Klaus Kinski tobt sich in der Rolle des Emilio Bossi voll aus. Er brettert mit einem roten Cabrio durch die Straßen Roms, immer lässig eine Kippe im Mundwinkel. Mit Ohrring, schulterlangem Haar, offenem Hemd und stets seine beliebte verschlagene Visage zeigend, möchte man ihm liebendgerne die selbige polieren. Er spielt nahezu perfekt den arroganten Schnösel, der nur an die nächste Schlagzeile und an seinen Profit denkt.
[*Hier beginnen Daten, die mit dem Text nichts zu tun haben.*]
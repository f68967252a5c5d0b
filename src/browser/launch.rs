//! Opções de inicialização do Chrome.

use std::path::PathBuf;
use std::time::Duration;

use chromiumoxide::browser::BrowserConfig;

use crate::error::KeeperError;

/// Argumentos do Chrome usados pelo daemon: dispositivos de mídia falsos e
/// autoplay liberado para que a chamada possa ser atendida sem interação.
const MEDIA_ARGS: [&str; 3] = [
    "--use-fake-device-for-media-stream",
    "--use-fake-ui-for-media-stream",
    "--autoplay-policy=no-user-gesture-required",
];

/// Tempo máximo de resposta de um comando CDP.
const REQUEST_TIMEOUT: Duration = Duration::from_secs(30);

/// Como abrir o navegador.
#[derive(Debug, Clone, PartialEq, Eq)]
pub struct LaunchOptions {
    /// Executável do Chrome. Sem ele, o `chromiumoxide` procura no PATH.
    pub chrome_path: Option<PathBuf>,
    /// Executa o Chrome sem janela.
    pub headless: bool,
}

impl LaunchOptions {
    /// Argumentos extras passados ao Chrome.
    pub fn chrome_args(&self) -> Vec<&'static str> {
        let mut args = Vec::with_capacity(MEDIA_ARGS.len() + 1);
        if self.headless {
            args.push("--disable-gpu");
        }
        args.extend(MEDIA_ARGS);
        args
    }

    pub fn browser_config(&self) -> Result<BrowserConfig, KeeperError> {
        let mut builder = BrowserConfig::builder().request_timeout(REQUEST_TIMEOUT);
        if !self.headless {
            builder = builder.with_head();
        }
        if let Some(path) = &self.chrome_path {
            builder = builder.chrome_executable(path);
        }
        for arg in self.chrome_args() {
            builder = builder.arg(arg);
        }
        builder.build().map_err(KeeperError::Launch)
    }
}
//! Interface de linha de comando do webrtc-keeper baseada em clap.
//!
//! Define a struct [`Cli`] com subcomandos [`Command`] (run, verify, check)
//! e flags globais (--config, --verbose).

use std::path::PathBuf;

use clap::{Parser, Subcommand};

/// webrtc-keeper: mantém um painel WebRTC logado e atende chamadas liberadas.
#[derive(Debug, Parser)]
#[command(name = "webrtc-keeper", version, about)]
pub struct Cli {
    #[command(subcommand)]
    pub command: Command,

    /// Caminho do arquivo de configuração (padrão: ./webrtc-keeper.toml).
    #[arg(long, short, global = true)]
    pub config: Option<PathBuf>,

    /// Habilita saída detalhada (verbose).
    #[arg(long, short, global = true, default_value_t = false)]
    pub verbose: bool,
}

#[derive(Debug, Clone, Copy, PartialEq, Eq, Subcommand)]
pub enum Command {
    /// Executa o daemon até receber SIGINT ou SIGTERM.
    Run,

    /// Abre uma sessão, garante o login uma vez e sai.
    Verify,

    /// Valida a configuração e mostra o resumo, sem abrir sessão.
    Check {
        /// Também consulta a página de login do painel via HTTP.
        #[arg(long, default_value_t = false)]
        online: bool,
    },
}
Klaus Kinski bietet hier die wirklich grandiose Mischung aus seiner eigenen Person - stets arrogant und allwissend wirkend - und den ihm so verhassten Reportern, die ihn immer wie die Aasgeier umschwirrten. Kaum einer weiß besser Bescheid um die Hinterhältigkeit und die Hartnäckigkeit der schreibenden Zunft auf der Jagd nach einer neuen Skandalstory.
Und Kinski macht es sichtlich Spaß, diese Rolle zu spielen. Fast scheint er mal wieder sich selbst zu spielen, so unbekümmert und überzeugend stellt er diesen Bossi dar. Furchteinflößend und abstoßend wirkt er in einer Szene, in der er Elke Sommer in ihrer Rolle als Christa Sonntag brutal misshandelt. Ansonsten setzt er stets eine undurchschaubare, liebenswürdige Miene auf. Welch eine Ironie, dass ausgerechnet ein Klaus Kinski einen Satz wie „Die Öffentlichkeit hat ein Recht auf Information“ in seinem Skript stehen hat.
In jedem Fall liegt mit „
Das Netz“ ein solider, spannender Thriller mit einer düsteren Grundstimmung vor, der in der Hauptsache durch das Duell der beiden Hauptdarsteller Kinski und Mel Ferrer lebt. Einer ist dem Anderen ausgeliefert. Ferrer/Morelli muss fürchten, von seinem Mitwisser an die Polizei verraten zu werden und Kinski/Bossi muss fürchten, dass Morelli gefasst wird und er seine wertvolle Story verliert.
Am Rande sei noch erwähnt, dass Klaus Kinski, zwölf Jahre nachdem er mit Gisela Uhlen für die Edgar Wallace-Verfilmung „Das indische Tuch“ vor der Kamera stand, nun mit deren Tochter Susanne Uhlen zusammen einen Film drehte. Dadurch wird einem erst einmal wieder bewusst, über was für einen langen Zeitraum sich die Karriere von Kinski bereits erstreckte. Drei Jahre später drehte übrigens Kinski erste Tochter Pola mit Mel Ferrer ihren bekanntesten Film „Zwischengleis“. So schließt sich der Kreis.